The pyramid begins to grow alongside the solar system. At this stage the company has both — a pyramid and a solar system. The solar system is what built the company. It’s the informal network of innovators, passionate about strategy, leadership, and inventing the future. The pyramid focuses on existing performance, on meeting the numbers, on conducting day-to-day business. What makes money now needs to be done reliably; and, slowly, managing this starts to take priority over everything else.
The pyramid gets larger and larger, and the solar system begins to shrink.
As the pyramid grows, its focus turns in on itself. Silos emerge, and communication is hindered as the nested pyramids start looking to their own interests.
People in the pyramid are insanely busy, but they’re primarily busy with “busyness.” Everything has a sense of urgency about it, but it’s more a short-term, tactical urgency. It’s “pyramid urgency.” As Kotter puts it, it’s an anxiety-driven, self-protective reflex that denotes life in a bureaucracy.

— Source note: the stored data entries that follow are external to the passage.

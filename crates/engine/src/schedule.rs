//! Deferred-task abstraction for the engine's two asynchronous effects.
//!
//! The engine is synchronous except for (a) the post-menu-open focus move,
//! deferred one rendering frame so the menu region has been laid out, and
//! (b) the announcer's delayed live-region set. Both are modeled as data
//! handed to a [`Scheduler`] rather than ambient timers, so the component
//! can cancel them at teardown and tests can drive them deterministically.
//!
//! A host adapter maps [`Delay::NextFrame`] onto its frame callback and
//! [`Delay::Millis`] onto a one-shot timer, then feeds fired tasks back
//! into `NavComponent::run_task`.

/// When a scheduled task should fire.
#[derive(Debug, Clone, Copy, PartialEq, Eq)]
pub enum Delay {
    /// On the host's next rendering frame.
    NextFrame,
    /// After a fixed number of milliseconds.
    Millis(u64),
}

/// A deferred unit of work. Tasks are data, not closures, so schedulers
/// stay inspectable and the component can apply them itself.
#[derive(Debug, Clone, PartialEq, Eq)]
pub enum Task {
    /// Move focus to the first navigable item (post-open).
    FocusFirstItem,
    /// Set the live-region announcement text (post-clear).
    SetAnnouncement(String),
}

/// Opaque handle for cancelling a scheduled task.
#[derive(Debug, Clone, Copy, PartialEq, Eq, Hash)]
pub struct TaskHandle(u64);

/// Capability for scheduling and cancelling deferred tasks.
pub trait Scheduler {
    /// Schedules `task` to fire after `delay`, returning a cancel handle.
    fn schedule(&mut self, delay: Delay, task: Task) -> TaskHandle;
    /// Cancels a pending task. Unknown or already-fired handles are a
    /// silent no-op.
    fn cancel(&mut self, handle: TaskHandle);
}

/// Host-driven queue scheduler.
///
/// Pending tasks accumulate until the host drains them: frame tasks when
/// it next paints, timer tasks when the corresponding delay elapses. Tests
/// use the same drain methods to step deferred effects explicitly.
#[derive(Debug, Default)]
pub struct QueueScheduler {
    next_id: u64,
    pending: Vec<(TaskHandle, Delay, Task)>,
}

impl QueueScheduler {
    pub fn new() -> Self {
        Self::default()
    }

    /// Number of tasks still pending.
    pub fn pending_len(&self) -> usize {
        self.pending.len()
    }

    /// Drains tasks scheduled for the next frame, in schedule order.
    pub fn take_frame_tasks(&mut self) -> Vec<Task> {
        self.take_matching(|delay| delay == Delay::NextFrame)
    }

    /// Drains timer tasks, in schedule order. The caller decides that the
    /// delays have elapsed; the queue does not track wall-clock time.
    pub fn take_timer_tasks(&mut self) -> Vec<Task> {
        self.take_matching(|delay| matches!(delay, Delay::Millis(_)))
    }

    fn take_matching(&mut self, pred: impl Fn(Delay) -> bool) -> Vec<Task> {
        let mut due = Vec::new();
        self.pending.retain(|(_, delay, task)| {
            if pred(*delay) {
                due.push(task.clone());
                false
            } else {
                true
            }
        });
        due
    }
}

impl Scheduler for QueueScheduler {
    fn schedule(&mut self, delay: Delay, task: Task) -> TaskHandle {
        let handle = TaskHandle(self.next_id);
        self.next_id += 1;
        self.pending.push((handle, delay, task));
        handle
    }

    fn cancel(&mut self, handle: TaskHandle) {
        self.pending.retain(|(h, _, _)| *h != handle);
    }
}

The old startup networks are stifled, and the pyramid swallows the solar system. What’s left is the massive enterprise — a formal, management-centric structure and the emergent inwardly-focused status quo that results.
As Mills (2016) puts it, this focus is largely on driving people, not change — on whether direct reports are doing what they’re told, on time, and within budget. Work is increasingly seen as attending meetings, reporting to staff, as simply addressing the business of the day. This becomes such an ingrained reality that no one questions the growing spread of administrivia, what Mills calls “the whirlpool,” the growing flux of somewhat non-value-adding work.
As the whirlpool spreads, the status quo starts rewarding people for busyness, without bothering to question why everything is always on fire.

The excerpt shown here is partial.